How Dengue Fever Could Hasten Malaria's Deadly March on Africa
Dengue fever is not to be taken lightly, but compared to malaria, it is a far less deadly mosquito-transmitted disease. Unfortunately, the illnesses tend to share very similar starting symptoms, causing frequent misdiagnoses in areas endemic for both diseases. Now new research shows that these mistakes not only impact individual patients, but could be helping malaria become an even greater danger.
"We believe dengue to be one of many diseases with classic fever and headache symptoms that are currently being misdiagnosed as malaria on a massive scale," Justin Stoler, a researcher with the University of Miami (UM), explained in a statement.
Stoler recently led his colleagues in an investigation of West Africa's mosquito-borne epidemics, finding that not only has the troublesome dengue fever found its way (unannounced) into Ghana, but it's causing rampant confusion in the midst of the undeveloped region's desperate battle against malaria.
The results of the investigation were recently published in The American Journal of Tropical Medicine and Hygiene.
According to the researchers, Ghana's under-resourced healthcare facilities are often unable to confirm suspected malaria cases with blood tests, with well over 60 percent of all diagnoses remaining in dispute.
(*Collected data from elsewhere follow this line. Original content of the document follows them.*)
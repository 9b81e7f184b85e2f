use parking_lot::Mutex;
use rand::Rng;
use std::{
    sync::{
        atomic::{AtomicBool, AtomicU64, Ordering},
        Arc,
    },
    thread::{self, JoinHandle},
    time::{Duration, Instant},
};

use crate::{
    config::DelayRange,
    error::{Error, Result},
    mouse::MouseController,
};

/// Granularity of the interruptible sleep between clicks.
const SLEEP_SLICE: Duration = Duration::from_millis(50);

/// Wait for the click that is currently pending.
#[derive(Clone, Copy, Debug)]
pub struct PendingClick {
    pub due: Instant,
    pub interval: Duration,
}

impl PendingClick {
    pub fn remaining(&self) -> Duration {
        self.due.saturating_duration_since(Instant::now())
    }
}

#[derive(Clone, Copy, Debug)]
pub struct SchedulerStatus {
    pub is_active: bool,
    pub thread_alive: bool,
    pub clicks: u64,
    pub next_click: Option<PendingClick>,
}

pub struct ClickScheduler {
    mouse: Arc<Mutex<MouseController>>,
    delays: Arc<Mutex<DelayRange>>,
    running: Arc<AtomicBool>,
    clicks: Arc<AtomicU64>,
    next_click: Arc<Mutex<Option<PendingClick>>>,
    handle: Option<JoinHandle<()>>,
}

impl ClickScheduler {
    pub fn new(mouse: Arc<Mutex<MouseController>>, delays: DelayRange) -> Self {
        Self {
            mouse,
            delays: Arc::new(Mutex::new(delays)),
            running: Arc::new(AtomicBool::new(false)),
            clicks: Arc::new(AtomicU64::new(0)),
            next_click: Arc::new(Mutex::new(None)),
            handle: None,
        }
    }

    pub fn is_active(&self) -> bool {
        self.running.load(Ordering::Relaxed)
    }

    pub fn delay_range(&self) -> DelayRange {
        *self.delays.lock()
    }

    /// Picked up by the loop before its next wait.
    pub fn set_delay_range(&self, delays: DelayRange) {
        tracing::debug!(min = delays.min_secs(), max = delays.max_secs(), "delay range updated");
        *self.delays.lock() = delays;
    }

    pub fn start(&mut self) -> Result<()> {
        if self.is_active() {
            return Err(Error::AlreadyRunning);
        }
        // A previous loop may still be winding down after a failed stop.
        self.join();

        self.running.store(true, Ordering::Relaxed);
        let running = Arc::clone(&self.running);
        let mouse = Arc::clone(&self.mouse);
        let delays = Arc::clone(&self.delays);
        let clicks = Arc::clone(&self.clicks);
        let next_click = Arc::clone(&self.next_click);

        tracing::info!(delays = ?self.delay_range(), "starting click scheduler");

        let spawned = thread::Builder::new()
            .name("click-scheduler".into())
            .spawn(move || {
                let mut rng = rand::thread_rng();
                while running.load(Ordering::Relaxed) {
                    let range = *delays.lock();
                    let wait = rng.gen_range(range.min_secs()..=range.max_secs());
                    let interval = Duration::from_secs_f32(wait);
                    *next_click.lock() = Some(PendingClick { due: Instant::now() + interval, interval });

                    if !sleep_while_running(&running, interval) {
                        break;
                    }

                    mouse.lock().click_at_locked_position();
                    clicks.fetch_add(1, Ordering::Relaxed);
                }
                *next_click.lock() = None;
                tracing::debug!("click loop exited");
            });

        match spawned {
            Ok(handle) => {
                self.handle = Some(handle);
                Ok(())
            }
            Err(err) => {
                self.running.store(false, Ordering::Relaxed);
                Err(Error::Io(err))
            }
        }
    }

    pub fn stop(&mut self) {
        if !self.is_active() {
            return;
        }
        self.running.store(false, Ordering::Relaxed);
        self.join();
        tracing::info!(clicks = self.clicks(), "click scheduler stopped");
    }

    fn join(&mut self) {
        if let Some(handle) = self.handle.take() {
            if handle.join().is_err() {
                tracing::error!("click loop panicked");
            }
        }
    }

    pub fn clicks(&self) -> u64 {
        self.clicks.load(Ordering::Relaxed)
    }

    pub fn next_click(&self) -> Option<PendingClick> {
        if !self.is_active() {
            return None;
        }
        *self.next_click.lock()
    }

    pub fn status(&self) -> SchedulerStatus {
        SchedulerStatus {
            is_active: self.is_active(),
            thread_alive: self.handle.as_ref().is_some_and(|h| !h.is_finished()),
            clicks: self.clicks(),
            next_click: self.next_click(),
        }
    }
}

impl Drop for ClickScheduler {
    fn drop(&mut self) {
        self.stop();
    }
}

/// Sleeps for `total` in short slices. Returns false if stopped early.
fn sleep_while_running(running: &AtomicBool, total: Duration) -> bool {
    let deadline = Instant::now() + total;
    loop {
        if !running.load(Ordering::Relaxed) {
            return false;
        }
        let left = deadline.saturating_duration_since(Instant::now());
        if left.is_zero() {
            return running.load(Ordering::Relaxed);
        }
        thread::sleep(left.min(SLEEP_SLICE));
    }
}

#[cfg(test)]
mod tests {
    use super::*;
    use crate::mouse::tests::RecordingBackend;

    fn scheduler_at(x: i32, y: i32, delays: DelayRange) -> (ClickScheduler, Arc<Mutex<Vec<(i32, i32)>>>) {
        let backend = RecordingBackend::at(x, y);
        let clicks = Arc::clone(&backend.clicks);
        let mut mouse = MouseController::new(Box::new(backend));
        mouse.set_offset_range(0);
        mouse.lock_current_position();
        (ClickScheduler::new(Arc::new(Mutex::new(mouse)), delays), clicks)
    }

    #[test]
    fn test_start_and_stop() {
        let (mut sched, _) = scheduler_at(10, 10, DelayRange::default());
        assert!(!sched.is_active());

        sched.start().unwrap();
        assert!(sched.is_active());
        assert!(sched.status().thread_alive);

        sched.stop();
        let status = sched.status();
        assert!(!status.is_active);
        assert!(!status.thread_alive);
        assert!(status.next_click.is_none());
    }

    #[test]
    fn test_double_start_is_rejected() {
        let (mut sched, _) = scheduler_at(10, 10, DelayRange::default());
        sched.start().unwrap();
        assert!(matches!(sched.start(), Err(Error::AlreadyRunning)));
        sched.stop();
    }

    #[test]
    fn test_stop_when_idle_is_noop() {
        let (mut sched, _) = scheduler_at(10, 10, DelayRange::default());
        sched.stop();
        assert!(!sched.is_active());
    }

    #[test]
    fn test_clicks_are_issued_at_locked_position() {
        let delays = DelayRange::validate(0.1, 0.1).unwrap();
        let (mut sched, clicks) = scheduler_at(300, 400, delays);

        sched.start().unwrap();
        thread::sleep(Duration::from_millis(550));
        sched.stop();

        let clicks = clicks.lock();
        assert!(clicks.len() >= 2, "expected several clicks, got {}", clicks.len());
        assert!(clicks.iter().all(|&p| p == (300, 400)));
        assert_eq!(sched.clicks(), clicks.len() as u64);
    }

    #[test]
    fn test_stop_interrupts_long_wait() {
        let delays = DelayRange::validate(10.0, 10.0).unwrap();
        let (mut sched, clicks) = scheduler_at(0, 0, delays);

        sched.start().unwrap();
        thread::sleep(Duration::from_millis(100));
        let pending = sched.next_click().expect("a click should be pending");
        assert_eq!(pending.interval, Duration::from_secs(10));
        assert!(pending.remaining() <= Duration::from_secs(10));

        let started = Instant::now();
        sched.stop();
        assert!(started.elapsed() < Duration::from_millis(500));
        assert!(clicks.lock().is_empty());
    }

    #[test]
    fn test_restart_after_stop() {
        let delays = DelayRange::validate(0.1, 0.2).unwrap();
        let (mut sched, _) = scheduler_at(0, 0, delays);
        sched.start().unwrap();
        sched.stop();
        sched.start().unwrap();
        assert!(sched.is_active());
        sched.stop();
    }

    #[test]
    fn test_set_delay_range() {
        let (sched, _) = scheduler_at(0, 0, DelayRange::default());
        let r = DelayRange::validate(0.5, 0.7).unwrap();
        sched.set_delay_range(r);
        assert_eq!(sched.delay_range(), r);
    }

    #[test]
    fn test_sleep_while_running_returns_false_when_stopped() {
        let running = AtomicBool::new(false);
        assert!(!sleep_while_running(&running, Duration::from_secs(5)));
        let running = AtomicBool::new(true);
        assert!(sleep_while_running(&running, Duration::from_millis(10)));
    }
}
They also often can't wait for a test to become available, as the mosquito-borne parasitic disease is aggressive and very deadly, requiring prompt treatment.
According to the World Health Organization (WHO), this promptness has actually allowed malaria mortality rates to decrease by an encouraging 54 percent in African regions between 2000 and 2012. However, that didn't stop the disease from claiming an estimated 584,000 lives in 2013 alone. (Scroll to read on...)
By comparison, the viral dengue fever, which remains a leading cause of illness and death in the tropics and subtropics, only kills up to five percent of treated victims. Untreated or misdiagnosed victims, on the other hand, face a mortality rate as high as 50 percent.
Worse, the approach to malaria treatment is radically different than how doctors treat dengue, as malaria is caused by tiny microorganisms, not a virus. That's what Stoler and his colleagues are most worried about, suggesting that each misdiagnosis could help malaria grow stronger.
"The over-prescribing of anti-malarials puts evolutionary pressure on the malaria parasite that risks hastening its resistance to artemisinin-based combination therapy - the frontline drugs used to treat malaria in Africa," Stoler explained.
Such resistance is already spreading across Southeast Asia, and he worries about what kind of damage it could do in a vulnerable West Africa.
The researcher also found that a stunning 21 percent of blood samples from children infected with malaria had evidence of living with dengue.
"If these children who were confirmed to be malaria-positive also tested positive for dengue exposure, imagine what the incidence of dengue could be in unconfirmed malaria cases," Stoler noted. "If these patterns hold in Ghana, then the misdiagnosis burden in other large urban areas in Africa could approach one-third of all outpatient visits, given the large volume of presumed malaria cases in health care facilities."
Still, the researcher presses that this does not mean that professionals should be discouraged.
"As the price and accuracy of rapid diagnostic tests and other diagnostic instruments improve, I think we have a chance to really make a difference in clinical settings," all just by getting the diagnosis right.